Population Haplotyping (Beta)
The Haplotyping tool is a beta tool introduced in the Illumina DRAGEN Bio-IT Platform v4.2. It supports the estimation of haplotypes from a population scale dataset using the packaging of the SHAPEIT5 Software (2022, Hofmeister RJ, Ribeiro DM, Rubinacci S., Delaneau O). It is designed to phase common variants as well as rare variants in a step-by-step mode.
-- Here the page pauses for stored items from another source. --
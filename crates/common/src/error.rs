//! Common error types

use thiserror::Error;

#[derive(Debug, Error)]
pub enum Error {
    #[error("Channel error: {0}")]
    Channel(String),

    #[error("Configuration error: {0}")]
    Config(String),

    #[error("IO error: {0}")]
    Io(#[from] std::io::Error),
}

pub type Result<T> = std::result::Result<T, Error>;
The following step-by-step workflow must be reproduced to phase each chromosome of the studied genome.
1. | Phase Common step to estimate the haplotypes of common variants (variants with allele frequency above a given allele frequency threshold) on defined regions. |
2. | Common Ligate step to ligate the phased common variants from the previous step into a single chromosome. |
3. | Phase Rare step to add the haplotypes of rare variants (variants with allele frequency below a given allele frequency threshold) on defined regions to the common variant scaffold obtained in the previous step. |
4. | Concat All step to concatenate the haplotype regions obtained in the previous step into a single chromosome. |
This tool provides best accuracy on population scale dataset with thousands of samples. It is intended to be run on multiple nodes to parallelize processes. A common use case of the Population Haplotyping tool is the generation of a custom reference panel to be used for the VCF Imputation pipeline.
The tool supports autosomes and mixed ploidy chromosomes for diploid species only. It does not use the FPGA accelerated capability and it can run on generic software only compute node.
The Population Haplotyping tool only supports input msVCF produced with the DRAGEN gVCF Genotyper tool.